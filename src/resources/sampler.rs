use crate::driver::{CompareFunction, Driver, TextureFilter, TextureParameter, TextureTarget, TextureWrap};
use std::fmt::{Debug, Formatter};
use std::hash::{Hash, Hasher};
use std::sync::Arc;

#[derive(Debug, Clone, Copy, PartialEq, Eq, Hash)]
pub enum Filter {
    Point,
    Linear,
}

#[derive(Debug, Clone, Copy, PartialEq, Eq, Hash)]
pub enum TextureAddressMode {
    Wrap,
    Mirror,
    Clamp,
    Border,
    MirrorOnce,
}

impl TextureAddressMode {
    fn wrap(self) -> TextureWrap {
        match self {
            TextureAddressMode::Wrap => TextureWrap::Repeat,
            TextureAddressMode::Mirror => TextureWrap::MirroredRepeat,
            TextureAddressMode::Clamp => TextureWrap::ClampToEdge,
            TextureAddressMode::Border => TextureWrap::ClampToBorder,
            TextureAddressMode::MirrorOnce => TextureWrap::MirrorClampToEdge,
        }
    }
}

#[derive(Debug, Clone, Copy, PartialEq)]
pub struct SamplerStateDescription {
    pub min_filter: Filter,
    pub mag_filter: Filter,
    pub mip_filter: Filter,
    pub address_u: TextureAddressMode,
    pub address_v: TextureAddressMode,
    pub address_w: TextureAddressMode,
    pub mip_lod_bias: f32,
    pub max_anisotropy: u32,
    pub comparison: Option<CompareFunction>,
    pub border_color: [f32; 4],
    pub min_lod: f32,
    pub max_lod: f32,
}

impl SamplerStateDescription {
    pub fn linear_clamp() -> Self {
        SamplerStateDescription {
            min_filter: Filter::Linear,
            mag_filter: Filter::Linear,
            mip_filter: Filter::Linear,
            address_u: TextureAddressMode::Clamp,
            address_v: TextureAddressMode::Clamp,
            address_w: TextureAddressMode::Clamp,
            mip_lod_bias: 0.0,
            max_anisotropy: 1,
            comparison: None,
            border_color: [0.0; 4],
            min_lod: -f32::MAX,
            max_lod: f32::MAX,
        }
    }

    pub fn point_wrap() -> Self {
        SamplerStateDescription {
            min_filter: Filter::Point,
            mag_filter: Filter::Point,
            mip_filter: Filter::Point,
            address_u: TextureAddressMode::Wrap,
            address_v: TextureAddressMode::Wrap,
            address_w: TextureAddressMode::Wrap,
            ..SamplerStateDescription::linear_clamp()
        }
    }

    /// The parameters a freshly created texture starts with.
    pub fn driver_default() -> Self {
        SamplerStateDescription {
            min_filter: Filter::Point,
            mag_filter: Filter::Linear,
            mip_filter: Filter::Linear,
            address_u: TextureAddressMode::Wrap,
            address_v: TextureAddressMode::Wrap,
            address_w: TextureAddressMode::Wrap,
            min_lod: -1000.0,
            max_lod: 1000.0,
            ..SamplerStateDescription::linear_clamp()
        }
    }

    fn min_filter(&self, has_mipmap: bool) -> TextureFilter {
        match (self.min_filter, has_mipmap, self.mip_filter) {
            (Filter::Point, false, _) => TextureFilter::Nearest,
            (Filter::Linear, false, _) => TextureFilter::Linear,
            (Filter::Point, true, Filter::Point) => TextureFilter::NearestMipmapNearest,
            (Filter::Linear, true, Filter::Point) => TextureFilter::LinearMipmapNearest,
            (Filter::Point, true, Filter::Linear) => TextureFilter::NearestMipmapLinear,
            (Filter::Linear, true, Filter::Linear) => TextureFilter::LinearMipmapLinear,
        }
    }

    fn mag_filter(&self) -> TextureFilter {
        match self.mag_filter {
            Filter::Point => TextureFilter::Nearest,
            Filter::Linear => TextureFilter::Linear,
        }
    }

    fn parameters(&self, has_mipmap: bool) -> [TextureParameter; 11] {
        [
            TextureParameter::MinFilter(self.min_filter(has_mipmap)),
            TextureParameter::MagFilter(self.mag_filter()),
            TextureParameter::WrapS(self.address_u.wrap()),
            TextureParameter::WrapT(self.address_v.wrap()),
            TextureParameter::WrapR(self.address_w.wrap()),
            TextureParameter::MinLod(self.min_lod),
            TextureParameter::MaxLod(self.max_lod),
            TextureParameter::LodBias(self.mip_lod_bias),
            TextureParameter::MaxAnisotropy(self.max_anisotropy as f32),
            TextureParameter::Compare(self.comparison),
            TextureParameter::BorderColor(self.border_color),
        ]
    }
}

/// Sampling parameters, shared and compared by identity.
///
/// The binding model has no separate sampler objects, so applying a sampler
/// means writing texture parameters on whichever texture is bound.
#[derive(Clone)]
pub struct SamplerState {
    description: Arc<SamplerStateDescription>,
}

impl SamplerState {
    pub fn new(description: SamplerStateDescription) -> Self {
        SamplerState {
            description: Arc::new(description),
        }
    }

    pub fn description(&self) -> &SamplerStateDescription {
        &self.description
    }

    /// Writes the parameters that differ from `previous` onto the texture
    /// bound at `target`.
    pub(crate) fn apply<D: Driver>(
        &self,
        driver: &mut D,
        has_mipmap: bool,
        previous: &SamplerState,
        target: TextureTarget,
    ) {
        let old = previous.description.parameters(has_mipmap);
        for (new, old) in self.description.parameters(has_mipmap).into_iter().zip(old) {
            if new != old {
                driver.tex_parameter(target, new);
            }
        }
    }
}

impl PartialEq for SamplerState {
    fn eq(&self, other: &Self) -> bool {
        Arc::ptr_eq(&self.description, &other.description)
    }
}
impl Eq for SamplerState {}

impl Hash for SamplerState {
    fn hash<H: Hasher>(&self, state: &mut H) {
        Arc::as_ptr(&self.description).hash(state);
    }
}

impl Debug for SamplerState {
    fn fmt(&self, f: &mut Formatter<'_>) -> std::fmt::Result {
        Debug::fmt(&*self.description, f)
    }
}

# [THE PROBLEM]
Check the listing above for lines containing the string "Formatter", and copy each one.

# [ANSWER TO THE EXERCISE]
use std::fmt::{Debug, Formatter};
    fn fmt(&self, f: &mut Formatter<'_>) -> std::fmt::Result {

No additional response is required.